The shoreline surrounding Lake LBJ is highly developed, with miles of bulkhead and boat houses that provide cover. Several creeks wind back off the main lake, providing shallow vegetative cover in the form of water willow and spatterdock. The area near the dam is rocky and clear, while the upper end of the reservoir is more sandy and stained. A small power plant is located in the Horseshoe Bay area, discharging hot water during the winter, when forage and game fish will concentrate in this area. Many submerged brush piles are hidden beneath the surface and can provide excellent angling opportunities if located. Don't expect these "honey holes" to be advertised, good electronic sonar equipment will be needed to find these structures.

Tips & Tactics

Largemouth bass anglers have their best success on this reservoir during the spring and fall months. Largemouths are noted for staying shallow regardless of the time of the year. Flipping the scattered water willow patches with worms and jigs can be productive year round. When the bass aren't in the water willow, there are thousands of docks to flip and pitch to. Docks in the Colorado River arm of the lake near deeper water can be especially good. In the lower section of the reservoir where the water generally remains clear, topwater lures, metal flake willowleaf spinnerbaits, and shallow- to medium- depth crankbaits work well along rocky banks. In early spring (February-March) the many canals and small drains on this lake warm quickly, bringing in bass preparing for the spawn.

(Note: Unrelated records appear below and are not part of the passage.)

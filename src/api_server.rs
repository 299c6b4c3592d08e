//! Axum API Server
//!
//! Thin HTTP transport over the yield estimator. Request bodies are read as
//! raw bytes and parsed by the request module so that malformed input is
//! reported in the same `{error, kind}` shape as every other failure.

use axum::{
    body::Bytes,
    extract::{Path, State},
    http::StatusCode,
    response::{IntoResponse, Json, Response},
    routing::{get, post},
    Router,
};
use serde_json::{json, Value};
use tower_http::{compression::CompressionLayer, cors::CorsLayer, trace::TraceLayer};

use crate::config::ServerConfig;
use crate::crops::CropDetail;
use crate::error::{EstimateError, ValidationError, INTERNAL_ERROR_MESSAGE};
use crate::estimator::{JitterMode, PredictionResult, YieldEstimator, MAX_BATCH_SIZE};
use crate::request::PredictionRequest;

pub const SERVICE_NAME: &str = "Crop Yield Prediction Service";

// ============================================================================
// Application State
// ============================================================================

#[derive(Clone)]
pub struct AppState {
    pub estimator: YieldEstimator,
    pub jitter: JitterMode,
}

impl AppState {
    pub fn new(jitter: JitterMode) -> Self {
        Self {
            estimator: YieldEstimator::default(),
            jitter,
        }
    }

    pub fn from_config(config: &ServerConfig) -> Self {
        Self::new(config.jitter)
    }
}

// ============================================================================
// Router
// ============================================================================

pub fn create_router(state: AppState) -> Router {
    Router::new()
        // Service description + health check
        .route("/", get(service_info))
        .route("/health", get(health_check))

        // Crop reference table
        .route("/crops", get(list_crops))
        .route("/crops/:name", get(get_crop))

        // Predictions
        .route("/predict", post(predict))
        .route("/predict/batch", post(predict_batch))

        .fallback(route_not_found)

        // Middleware (applied in reverse order)
        .layer(CompressionLayer::new())
        .layer(CorsLayer::permissive())
        .layer(TraceLayer::new_for_http())
        .with_state(state)
}

// ============================================================================
// Endpoint Handlers
// ============================================================================

async fn health_check() -> impl IntoResponse {
    Json(json!({
        "status": "healthy",
        "serviceName": SERVICE_NAME,
        "timestamp": chrono::Utc::now().to_rfc3339(),
        "version": env!("CARGO_PKG_VERSION"),
    }))
}

/// Static description of the available operations
async fn service_info(State(state): State<AppState>) -> impl IntoResponse {
    Json(json!({
        "service": SERVICE_NAME,
        "version": env!("CARGO_PKG_VERSION"),
        "description": "Rule-based crop yield estimates with risk flags and recommendations",
        "supported_crops": state.estimator.table().ids(),
        "jitter": state.jitter.label(),
        "endpoints": [
            {
                "method": "POST",
                "path": "/predict",
                "description": "Predict yield for one crop",
                "body": {
                    "crop_name": "wheat",
                    "temperature": 25,
                    "rainfall": 600,
                    "soil_quality": 80,
                    "region": "Andhra Pradesh",
                },
            },
            {
                "method": "POST",
                "path": "/predict/batch",
                "description": format!("Predict up to {} requests at once", MAX_BATCH_SIZE),
                "body": { "requests": [{ "crop_name": "rice" }] },
            },
            { "method": "GET", "path": "/crops", "description": "List supported crops" },
            { "method": "GET", "path": "/crops/:name", "description": "Crop details, diseases and pests" },
            { "method": "GET", "path": "/health", "description": "Service health" },
        ],
    }))
}

async fn list_crops(State(state): State<AppState>) -> impl IntoResponse {
    let table = state.estimator.table();
    Json(json!({
        "count": table.len(),
        "crops": table.summaries(),
    }))
}

async fn get_crop(
    State(state): State<AppState>,
    Path(name): Path<String>,
) -> Result<Json<CropDetail>, AppError> {
    let table = state.estimator.table();
    let crop = table.get(&name).ok_or_else(|| {
        AppError::NotFound(format!(
            "Crop '{}' not found. Supported crops: {}",
            name,
            table.ids().join(", ")
        ))
    })?;

    Ok(Json(crop.detail()))
}

/// POST /predict
///
/// Body fields are optional; see `PredictionRequest` for defaults.
async fn predict(
    State(state): State<AppState>,
    body: Bytes,
) -> Result<Json<PredictionResult>, AppError> {
    let request = PredictionRequest::from_slice(&body).map_err(EstimateError::from)?;

    let result = state
        .jitter
        .with_source(|source| state.estimator.predict(&request, source))?;

    tracing::info!(
        "Predicted {} {} for {} in {} ({} risks, confidence {})",
        result.yield_value,
        result.unit,
        result.crop,
        request.region,
        result.risks.len(),
        result.confidence
    );
    tracing::debug!("Yield factors: {:?}, jitter {:+.4}", result.yield_factors, result.jitter);

    Ok(Json(result))
}

#[derive(serde::Deserialize)]
struct BatchPredictionRequest {
    requests: Vec<Value>,
}

/// POST /predict/batch
///
/// Body: { "requests": [ {...}, ... ] }
///
/// Each item succeeds or fails on its own; results keep input order.
/// CPU work runs on the blocking pool and fans out with rayon.
async fn predict_batch(
    State(state): State<AppState>,
    body: Bytes,
) -> Result<Json<Value>, AppError> {
    let batch: BatchPredictionRequest = serde_json::from_slice(&body)
        .map_err(|e| EstimateError::from(ValidationError::MalformedBody(e.to_string())))?;

    let count = batch.requests.len();
    tracing::info!("Predicting batch of {} requests", count);

    let estimator = state.estimator;
    let jitter = state.jitter;
    let results = tokio::task::spawn_blocking(move || {
        estimator.predict_batch(&batch.requests, jitter)
    })
    .await
    .map_err(|e| AppError::Internal(format!("Task join error: {}", e)))??;

    let mut succeeded = 0;
    let items: Vec<Value> = results
        .into_iter()
        .enumerate()
        .map(|(index, outcome)| match outcome {
            Ok(prediction) => {
                succeeded += 1;
                json!({
                    "index": index,
                    "status": "ok",
                    "prediction": prediction,
                })
            }
            Err(err) => {
                log_estimate_error(&err);
                json!({
                    "index": index,
                    "status": "error",
                    "kind": err.kind(),
                    "error": err.public_message(),
                })
            }
        })
        .collect();

    Ok(Json(json!({
        "count": count,
        "succeeded": succeeded,
        "failed": count - succeeded,
        "results": items,
    })))
}

async fn route_not_found() -> AppError {
    AppError::NotFound("No such endpoint. See GET / for the available operations".to_string())
}

// ============================================================================
// Error Handling
// ============================================================================

#[derive(Debug)]
enum AppError {
    Estimate(EstimateError),
    NotFound(String),
    Internal(String),
}

impl From<EstimateError> for AppError {
    fn from(err: EstimateError) -> Self {
        AppError::Estimate(err)
    }
}

fn log_estimate_error(err: &EstimateError) {
    if err.kind().is_client_error() {
        tracing::warn!("Rejected prediction request: {}", err);
    } else {
        tracing::error!("Prediction failed: {}", err);
    }
}

impl IntoResponse for AppError {
    fn into_response(self) -> Response {
        let (status, kind, message) = match self {
            AppError::Estimate(err) => {
                log_estimate_error(&err);
                let kind = err.kind();
                let status = if kind.is_client_error() {
                    StatusCode::BAD_REQUEST
                } else {
                    StatusCode::INTERNAL_SERVER_ERROR
                };
                (status, kind.as_str(), err.public_message())
            }
            AppError::NotFound(msg) => (StatusCode::NOT_FOUND, "not_found", msg),
            AppError::Internal(msg) => {
                tracing::error!("Internal error: {}", msg);
                (
                    StatusCode::INTERNAL_SERVER_ERROR,
                    "internal_error",
                    INTERNAL_ERROR_MESSAGE.to_string(),
                )
            }
        };

        let body = Json(json!({
            "error": message,
            "kind": kind,
        }));

        (status, body).into_response()
    }
}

Starting in February, white bass begin their annual spawning run up the Llano and Colorado River arms. Productive lures for white bass include twister tail jigs, small hair jigs, small crankbaits, and small topwaters. Live-bait fishing with minnows is also productive. The Lions Club boat ramp in Kingsland offers close access for anglers wishing to fish for white bass in the upper reaches of the Llano River above Lake LBJ during the spawning run. Crappie fishing can be good on this lake, especially around docks and man-made brushpiles. Stinkbaits and cutbaits work well for blue and channel catfish, while live bait is preferred by large flathead catfish.